Also 57 chuffe, (8 chough). [Origin unknown. In 17th c. sometimes spelt chough by confusion with, or play on, the name of the bird.]
1. A rustic, boor, clown, churl.
c. 1440. Promp. Parv., 77/1. Choffe or chuffe, rusticus.
1599. Nashe, Lenten Stuffe (1871), 92. All cobbing country chuffs.
1599. B. Jonson, Ev. Man out of Hum., Pref. 54. A wretched hob-naild Chuffe.
1631. Brathwait, Whimzies, Char. Pedler, 138. Hee carries his trinkilos about him; which makes the countrey choughs esteeme him a man of prize.
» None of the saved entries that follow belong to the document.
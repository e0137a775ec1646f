//! Main application model with state management

use std::sync::Arc;
use std::time::{Duration, Instant};
use tokio::sync::Mutex;

use super::spotify_client::SpotifyClient;
use super::types::{ActiveSection, CommandState, PlaylistEntry, PlaylistSummary, UiState};

const ERROR_DISPLAY_DURATION: Duration = Duration::from_secs(5);

/// Main application model containing all state
pub struct AppModel {
    pub spotify: Option<SpotifyClient>,
    pub ui_state: Arc<Mutex<UiState>>,
    pub should_quit: Arc<Mutex<bool>>,
}

impl AppModel {
    pub fn new() -> Self {
        Self {
            spotify: None,
            ui_state: Arc::new(Mutex::new(UiState::default())),
            should_quit: Arc::new(Mutex::new(false)),
        }
    }

    pub fn set_spotify_client(&mut self, client: SpotifyClient) {
        self.spotify = Some(client);
    }

    pub async fn get_spotify_client(&self) -> Option<SpotifyClient> {
        self.spotify.clone()
    }

    pub async fn should_quit(&self) -> bool {
        *self.should_quit.lock().await
    }

    pub async fn set_should_quit(&self, quit: bool) {
        *self.should_quit.lock().await = quit;
    }

    pub async fn get_ui_state(&self) -> UiState {
        self.ui_state.lock().await.clone()
    }

    pub async fn toggle_section(&self) {
        let mut state = self.ui_state.lock().await;
        state.active_section = state.active_section.toggle();
    }

    pub async fn set_active_section(&self, section: ActiveSection) {
        self.ui_state.lock().await.active_section = section;
    }

    // ========================================================================
    // Search input
    // ========================================================================

    pub async fn append_to_search(&self, c: char) {
        self.ui_state.lock().await.search_query.push(c);
    }

    pub async fn backspace_search(&self) {
        self.ui_state.lock().await.search_query.pop();
    }

    pub async fn clear_search(&self) {
        self.ui_state.lock().await.search_query.clear();
    }

    // ========================================================================
    // Command lifecycle
    // ========================================================================

    /// Move search to `Running` unless it already is. Returns whether it moved.
    pub async fn begin_search(&self) -> bool {
        let mut state = self.ui_state.lock().await;
        if state.search_state == CommandState::Running {
            return false;
        }
        state.search_state = CommandState::Running;
        true
    }

    /// Replace the rendered entries with `playlists` and return search to `Idle`
    pub async fn finish_search(&self, playlists: &[PlaylistSummary]) {
        let mut state = self.ui_state.lock().await;
        state.entries = playlists.iter().map(PlaylistEntry::from).collect();
        state.selected = 0;
        state.search_state = CommandState::Idle;
    }

    /// Move shuffle to `Running` unless it already is. Returns whether it moved;
    /// a running shuffle keeps its status line.
    pub async fn begin_shuffle(&self, playlist_name: &str) -> bool {
        let mut state = self.ui_state.lock().await;
        if state.shuffle_state == CommandState::Running {
            return false;
        }
        state.shuffle_state = CommandState::Running;
        state.status_message = Some(format!("Shuffling \"{}\"...", playlist_name));
        true
    }

    pub async fn finish_shuffle(&self) {
        self.ui_state.lock().await.shuffle_state = CommandState::Idle;
    }

    // ========================================================================
    // Playlist list
    // ========================================================================

    pub async fn move_selection_up(&self) {
        let mut state = self.ui_state.lock().await;
        state.selected = state.selected.saturating_sub(1);
    }

    pub async fn move_selection_down(&self) {
        let mut state = self.ui_state.lock().await;
        if state.selected < state.entries.len().saturating_sub(1) {
            state.selected += 1;
        }
    }

    pub async fn get_selected_entry(&self) -> Option<PlaylistEntry> {
        let state = self.ui_state.lock().await;
        state.entries.get(state.selected).cloned()
    }

    // ========================================================================
    // Messages
    // ========================================================================

    pub async fn set_status(&self, message: String) {
        self.ui_state.lock().await.status_message = Some(message);
    }

    pub async fn clear_status(&self) {
        self.ui_state.lock().await.status_message = None;
    }

    pub async fn set_error(&self, message: String) {
        let mut state = self.ui_state.lock().await;
        state.error_message = Some(message);
        state.error_timestamp = Some(Instant::now());
    }

    pub async fn clear_error(&self) {
        let mut state = self.ui_state.lock().await;
        state.error_message = None;
        state.error_timestamp = None;
    }

    pub async fn has_error(&self) -> bool {
        self.ui_state.lock().await.error_message.is_some()
    }

    pub async fn auto_clear_old_errors(&self) {
        let mut state = self.ui_state.lock().await;
        if let Some(timestamp) = state.error_timestamp {
            if timestamp.elapsed() >= ERROR_DISPLAY_DURATION {
                state.error_message = None;
                state.error_timestamp = None;
            }
        }
    }
}

impl Default for AppModel {
    fn default() -> Self {
        Self::new()
    }
}
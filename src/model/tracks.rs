//! Track URI filtering and shuffling

use rand::Rng;
use rand::seq::SliceRandom;

const TRACK_URI_PREFIX: &str = "spotify:track:";

/// True for `spotify:track:<id>` with a non-empty base-62 id.
///
/// Local files carry no id and episodes use a different prefix, so both are
/// rejected here.
pub fn is_valid_track_uri(uri: &str) -> bool {
    match uri.strip_prefix(TRACK_URI_PREFIX) {
        Some(id) => !id.is_empty() && id.chars().all(|c| c.is_ascii_alphanumeric()),
        None => false,
    }
}

/// Keep the valid track URIs, in their original order
pub fn filter_track_uris<I>(entries: I) -> Vec<String>
where
    I: IntoIterator<Item = Option<String>>,
{
    entries
        .into_iter()
        .flatten()
        .filter(|uri| is_valid_track_uri(uri))
        .collect()
}

/// Uniform in-place permutation (Fisher-Yates)
pub fn shuffle_uris<R: Rng + ?Sized>(uris: &mut [String], rng: &mut R) {
    uris.shuffle(rng);
}

#[cfg(test)]
mod tests {
    use super::*;
    use rand::SeedableRng;
    use rand::rngs::StdRng;

    #[test]
    fn accepts_only_track_uris_with_an_id() {
        assert!(is_valid_track_uri("spotify:track:4uLU6hMCjMI75M1A2tKUQC"));
        assert!(is_valid_track_uri("spotify:track:a"));

        assert!(!is_valid_track_uri("spotify:track:"));
        assert!(!is_valid_track_uri("spotify:episode:512ojhOuo1ktJprKbVcKyQ"));
        assert!(!is_valid_track_uri("spotify:local:Artist:Album:Song:210"));
        assert!(!is_valid_track_uri("spotify:track:abc:def"));
        assert!(!is_valid_track_uri("SPOTIFY:TRACK:abc"));
        assert!(!is_valid_track_uri(" spotify:track:abc"));
        assert!(!is_valid_track_uri(""));
    }

    #[test]
    fn filter_drops_missing_and_malformed_entries() {
        let entries = vec![
            None,
            Some("spotify:track:A".to_string()),
            Some("spotify:local:x:y:z:1".to_string()),
            Some("spotify:track:B".to_string()),
            None,
            Some("https://open.spotify.com/track/C".to_string()),
            Some("spotify:track:C".to_string()),
        ];

        assert_eq!(
            filter_track_uris(entries),
            vec!["spotify:track:A", "spotify:track:B", "spotify:track:C"]
        );
    }

    #[test]
    fn filter_of_nothing_valid_is_empty() {
        assert!(filter_track_uris(vec![None, Some("spotify:track:".to_string())]).is_empty());
        assert!(filter_track_uris(Vec::new()).is_empty());
    }

    #[test]
    fn shuffle_is_a_permutation() {
        let original: Vec<String> = (0..200).map(|i| format!("spotify:track:t{i}")).collect();
        let mut shuffled = original.clone();
        shuffle_uris(&mut shuffled, &mut StdRng::seed_from_u64(7));

        assert_ne!(shuffled, original);
        let mut sorted = shuffled.clone();
        sorted.sort();
        let mut expected = original.clone();
        expected.sort();
        assert_eq!(sorted, expected);
    }

    #[test]
    fn shuffle_is_deterministic_for_a_seed() {
        let original: Vec<String> = (0..50).map(|i| format!("spotify:track:t{i}")).collect();

        let mut first = original.clone();
        shuffle_uris(&mut first, &mut StdRng::seed_from_u64(42));
        let mut second = original.clone();
        shuffle_uris(&mut second, &mut StdRng::seed_from_u64(42));

        assert_eq!(first, second);
    }

    #[test]
    fn shuffle_keeps_duplicates() {
        let mut uris = vec![
            "spotify:track:A".to_string(),
            "spotify:track:A".to_string(),
            "spotify:track:B".to_string(),
        ];
        shuffle_uris(&mut uris, &mut StdRng::seed_from_u64(1));
        assert_eq!(uris.iter().filter(|u| u.as_str() == "spotify:track:A").count(), 2);
        assert_eq!(uris.len(), 3);
    }
}
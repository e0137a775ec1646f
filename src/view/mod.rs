//! View module - UI rendering
//!
//! This module handles all UI rendering for the application using ratatui.
//! It is organized into submodules by component type:
//!
//! - `layout`: Main layout pieces (search bar, playlist list, status bar)
//! - `overlays`: Modal overlays (error notification)

mod layout;
mod overlays;

use ratatui::{
    layout::{Constraint, Direction, Layout},
    Frame,
};

use crate::model::UiState;

pub struct AppView;

impl AppView {
    pub fn render(frame: &mut Frame, ui_state: &UiState) {
        let chunks = Layout::default()
            .direction(Direction::Vertical)
            .constraints([
                Constraint::Length(3), // Search bar
                Constraint::Min(0),    // Playlists
                Constraint::Length(3), // Status line
            ])
            .split(frame.area());

        layout::render_search_bar(frame, chunks[0], ui_state);
        layout::render_playlists(frame, chunks[1], ui_state);
        layout::render_status_bar(frame, chunks[2], ui_state);

        // Error notification overlay (if there's an error)
        if ui_state.error_message.is_some() {
            overlays::render_error_notification(frame, ui_state);
        }
    }
}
1715. Kersey, Chuff, a Country-clown.
So 1721. in Bailey.
2. Generally applied opprobriously, with a fitting epithet, to any person disliked; esp. a. a rude coarse churlish fellow; b. a miser, a close avaricious man Cf. boor, churl, carl, birkie, etc.
c. 1450. Henryson, Mor. Fab., 66. Though yee would thig, you verie Churlish chuffe.
1564. Becon, Displ. Popish Mass (1844), 269. Ye eat up all yourselves O cankered carls! O churlish chuffs!
1579. Munday, Mirr. Mut., in Farrs S. P. Eliz. (1845), I. 230. The wealthy chuffe, that makes his gold his god.
1592. Nashe, P. Penilesse (ed. 2), 6 b. An old straddling usurer a fat chuffe it was.
1596. Shaks., 1 Hen. IV., II. ii. 93. Ye gorbellied knaues ye Fat Chuffes.
1602. 2nd Pt. Return fr. Parnass., I. ii. (Arb.), 11. Where thick-skin chuffes laugh at a schollers need.
1608. Topsell, Serpents, 780. The incivility of the rude chuffe, his host the citizen.
1668. R. LEstrange, Vis. Quev. (1708), 83. There knockt at the Gate a Rich Penurious Chuff. Ibid. (1694), Fables, 315. A Less Generous Chuff then This in the Fable, would have Huggd his Bags to the Last.
1822. Scott, Nigel, viii. The father is held a close chuff.
1848. L. Hunt, Jar of Honey, xii. 168. Some greedy chuff of a millionaire.
1881. Leicestersh. Gloss. (E. D. S.).